Und Clare? Die hat sogar den Schneid, ihrem Ehemann ihre Herkunft zu verheimlichen.

Clare kriegt, was sie will

"Ja, um die Dinge zu bekommen, die ich unbedingt haben will, würde ich alles tun, Menschen verletzen und was auch immer über Bord werfen. Wirklich, 'Rene, ich bin nicht ungefährlich."

Clare wird als egoistisch und spöttisch beschrieben, gleichzeitig als sehr schön und einnehmend. Auch Irene verliert immer wieder ihre Vorsätze aus den Augen, wird bei ihrem verführerischen Lächeln schwach.

"In diesen Augen erschien ein Lächeln, und Irene hatte das Gefühl, gestreichelt und liebkost zu werden. Sie lächelte zurück."

Es ist eine Menge los, wenn Clare in der Nähe ist, alle scheinen ihrem Charme zu erliegen, einschließlich Irene, die sie aber eher als Gefahr im Hinblick auf ihren Ehemann Brian ansieht. Es liest sich wie eine Art Hassliebe. Was wirklich darunterliegt, gesteht sie sich nicht ein – und so sehen wir auf dem Papier kein klares Wort in diese Richtung. Es sind ihre Reaktionen, die uns eine Idee davon vermitteln.

Ebenso wird nur an wenigen Stellen deutlich, dass Clare einsam ist. Ihr fehlt ein Gefühl der Zugehörigkeit. Wir lesen das aus ihren Briefen, Irene befasst sich damit nicht.

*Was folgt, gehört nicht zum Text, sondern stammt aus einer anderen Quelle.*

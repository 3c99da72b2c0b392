//! Run parameters for interface detection.
//!
//! Every threshold is a runtime value carried in [`InterfaceParams`] and
//! passed explicitly into each stage. Keys also accept the short legacy
//! names as aliases (`K`, `KF`, `limiar`, ...).

use std::path::Path;

use serde::Deserialize;

use crate::error::{ConfigError, InterfaceError, Result};
use crate::math::Point2;
use crate::operations::study_area::StudyArea;

/// All tunable parameters of one run.
#[derive(Clone, Debug, Deserialize)]
#[serde(default)]
pub struct InterfaceParams {
    /// Flammable neighbours examined per urban vertex.
    #[serde(alias = "K")]
    pub k: usize,

    /// Urban protector candidates per group.
    #[serde(alias = "KF")]
    pub kf: usize,

    /// `|VW| + |WF|` may exceed `|VF|` by at most this factor.
    #[serde(alias = "limiar")]
    pub triangle_threshold: f64,

    /// Maximum deviation (degrees) of a shielding wall from the sightline normal.
    #[serde(alias = "limiartheta")]
    pub angle_threshold_deg: f64,

    /// Minimum share of the V-W-F perimeter each leg must cover.
    pub min_leg_fraction: f64,

    /// Neighbour searches ignore points farther than this.
    #[serde(alias = "KDTREE_DIST_UPPERBOUND")]
    pub search_radius: f64,

    /// Exposure distances up to this value count as direct interface.
    pub tolerance: f64,

    /// Decimal places kept when rounding coordinates before deduplication.
    pub coordinate_decimals: i32,

    pub sentinels: Sentinels,

    pub bands: BandParams,

    /// Optional analysis window.
    pub study_area: Option<StudyAreaParams>,

    pub buffered: BufferedFlag,

    pub echo: EchoAttributes,

    /// Emit a trace event for every protection decision.
    #[serde(alias = "verbose")]
    pub log_decisions: bool,
}

/// Surrogate values standing in for infinity, "nothing found" and epsilon.
#[derive(Clone, Copy, Debug, Deserialize)]
#[serde(default)]
pub struct Sentinels {
    /// Coordinate of the sentinel vertex and distance of missing neighbours.
    #[serde(alias = "bigN")]
    pub big_n: f64,

    /// Numeric tolerance of the protection predicate.
    #[serde(alias = "smallN")]
    pub small_n: f64,

    /// Initial "fully protected" exposure distance.
    #[serde(alias = "POSVALUE")]
    pub pos_value: f64,

    /// Written in place of missing values in exported tables.
    #[serde(alias = "NEGVALUE")]
    pub neg_value: f64,
}

impl Default for Sentinels {
    fn default() -> Self {
        Self {
            big_n: 1e6,
            small_n: 1e-6,
            pos_value: 9999.0,
            neg_value: -1.0,
        }
    }
}

/// Distance bands used to type interface vertices.
#[derive(Clone, Debug, Deserialize)]
#[serde(default)]
pub struct BandParams {
    /// Interior band edges, strictly increasing.
    pub edges: Vec<f64>,

    /// Outermost band edge; defaults to the search radius.
    #[serde(alias = "D")]
    pub outer: Option<f64>,
}

impl Default for BandParams {
    fn default() -> Self {
        Self {
            edges: vec![100.0, 250.0],
            outer: None,
        }
    }
}

/// Centre and half-width of the square analysis window.
#[derive(Clone, Copy, Debug, Deserialize)]
pub struct StudyAreaParams {
    pub x0: f64,
    pub y0: f64,
    #[serde(alias = "d_box")]
    pub half_width: f64,
}

/// Attribute that marks buffered copies of urban polygons.
#[derive(Clone, Debug, Deserialize)]
#[serde(default)]
pub struct BufferedFlag {
    pub column: String,
    pub value: String,
}

impl Default for BufferedFlag {
    fn default() -> Self {
        Self {
            column: "layer".to_owned(),
            value: "Buffered".to_owned(),
        }
    }
}

/// Feature attributes copied onto every vertex of the feature.
#[derive(Clone, Debug, Default, Deserialize)]
#[serde(default)]
pub struct EchoAttributes {
    pub urban: Vec<String>,
    pub flammable: Vec<String>,
}

impl Default for InterfaceParams {
    fn default() -> Self {
        Self {
            k: 60,
            kf: 60,
            triangle_threshold: 1.05,
            angle_threshold_deg: 60.0,
            min_leg_fraction: 0.05,
            search_radius: 500.0,
            tolerance: 3.0,
            coordinate_decimals: 0,
            sentinels: Sentinels::default(),
            bands: BandParams::default(),
            study_area: None,
            buffered: BufferedFlag::default(),
            echo: EchoAttributes::default(),
            log_decisions: false,
        }
    }
}

impl InterfaceParams {
    /// Loads parameters from a TOML file. Missing keys keep their defaults.
    ///
    /// # Errors
    ///
    /// Returns an I/O error if the file cannot be read, or
    /// `ConfigError::Parse` if it is not valid TOML for this struct.
    pub fn load(path: &Path) -> Result<Self> {
        let text = std::fs::read_to_string(path).map_err(|e| InterfaceError::io(path, e))?;
        Self::from_toml_str(&text)
    }

    /// Parses parameters from TOML text.
    ///
    /// # Errors
    ///
    /// Returns `ConfigError::Parse` on malformed input.
    pub fn from_toml_str(text: &str) -> Result<Self> {
        let params: Self = toml::from_str(text).map_err(ConfigError::from)?;
        Ok(params)
    }

    /// Outermost distance band edge.
    #[must_use]
    pub fn outer_band(&self) -> f64 {
        self.bands.outer.unwrap_or(self.search_radius)
    }

    /// The configured study area, if any.
    #[must_use]
    pub fn study_area(&self) -> Option<StudyArea> {
        self.study_area
            .map(|s| StudyArea::new(Point2::new(s.x0, s.y0), s.half_width))
    }

    /// Output file stem that encodes the main parameters and, when given,
    /// the snapped study area of the run.
    #[must_use]
    pub fn file_stem(&self, label: &str, study_area: Option<&StudyArea>) -> String {
        let mut stem = format!(
            "interface_K{}_KF{}_limiar{}_theta{}_QT{}_{label}",
            self.k,
            self.kf,
            (self.triangle_threshold * 100.0).round(),
            self.angle_threshold_deg,
            (self.min_leg_fraction * 100.0).round(),
        );
        if let Some(area) = study_area {
            let center = area.center();
            stem.push_str(&format!(
                "_{}_y_{}_d_{}",
                center.x.round(),
                center.y.round(),
                area.half_width()
            ));
        }
        stem
    }

    /// Checks that the parameters describe a runnable configuration.
    ///
    /// # Errors
    ///
    /// Returns `ConfigError::InvalidParameter` naming the first offending value.
    pub fn validate(&self) -> Result<()> {
        if self.k == 0 {
            return Err(invalid("k", self.k, "must be at least 1"));
        }
        if self.kf == 0 {
            return Err(invalid("kf", self.kf, "must be at least 1"));
        }
        positive("triangle_threshold", self.triangle_threshold)?;
        positive("angle_threshold_deg", self.angle_threshold_deg)?;
        positive("search_radius", self.search_radius)?;
        if !(0.0..=0.5).contains(&self.min_leg_fraction) {
            return Err(invalid(
                "min_leg_fraction",
                self.min_leg_fraction,
                "must lie in [0, 0.5]",
            ));
        }
        if !self.tolerance.is_finite() || self.tolerance < 0.0 {
            return Err(invalid("tolerance", self.tolerance, "must be finite and >= 0"));
        }
        if !(0..=12).contains(&self.coordinate_decimals) {
            return Err(invalid(
                "coordinate_decimals",
                self.coordinate_decimals,
                "must lie in [0, 12]",
            ));
        }

        let s = &self.sentinels;
        if !s.big_n.is_finite() || s.big_n <= self.search_radius {
            return Err(invalid("big_n", s.big_n, "must exceed search_radius"));
        }
        if !s.pos_value.is_finite() || s.pos_value <= self.search_radius {
            return Err(invalid("pos_value", s.pos_value, "must exceed search_radius"));
        }
        if !s.neg_value.is_finite() || s.neg_value >= 0.0 {
            return Err(invalid("neg_value", s.neg_value, "must be negative"));
        }
        if !s.small_n.is_finite() || s.small_n < 0.0 {
            return Err(invalid("small_n", s.small_n, "must be finite and >= 0"));
        }

        let outer = self.outer_band();
        positive("bands.outer", outer)?;
        let mut last = self.tolerance;
        for &edge in &self.bands.edges {
            if !edge.is_finite() || edge <= last || edge >= outer {
                return Err(invalid(
                    "bands.edges",
                    edge,
                    "must increase strictly between tolerance and the outer edge",
                ));
            }
            last = edge;
        }

        if let Some(area) = self.study_area {
            positive("study_area.half_width", area.half_width)?;
            if !area.x0.is_finite() || !area.y0.is_finite() {
                return Err(invalid("study_area", format!("({}, {})", area.x0, area.y0), "centre must be finite"));
            }
        }
        Ok(())
    }
}

fn invalid(parameter: &'static str, value: impl ToString, reason: &'static str) -> InterfaceError {
    ConfigError::InvalidParameter {
        parameter,
        value: value.to_string(),
        reason,
    }
    .into()
}

fn positive(parameter: &'static str, value: f64) -> Result<()> {
    if value.is_finite() && value > 0.0 {
        Ok(())
    } else {
        Err(invalid(parameter, value, "must be finite and > 0"))
    }
}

Eine unzuverlässige Erzählerin

Wir folgen Irenes Gedanken, die häufig wiederkehrende sind. Manche könnten sich daran stören, ich empfand das als nötig. Es ist ein glaubhaftes Grübeln.

Da wir die Geschehnisse aus ihrer Perspektive verfolgen, kennen wir ausschließlich ihre Sicht der Dinge. Es sind gefilterte Beschreibungen, von ihren Ansichten und Gefühlen gefärbte. Inwiefern Clare tatsächlich eine Bedrohung für ihr Familienleben darstellt oder was am Ende wirklich passiert, bleibt unklar. So ist der Verlauf offen für eigene Auslegungen, ebenso der Ausgang. Während des Lesens spielte das bei mir keine Rolle – ich war in Irenes Gedankenwelt, es machte absolut Sinn, was sie dachte und fühlte.

Fühlbar

„Seitenwechsel“ hat mich gekriegt. Ich war mittendrin, es fühlte sich echt an. Die Szene mit der Hitze, dem Schwindel – ich konnte das spüren. Das war für mich das Besondere. Ab da war es keine Option mehr, das Buch wegzulegen, ich musste es am Stück lesen.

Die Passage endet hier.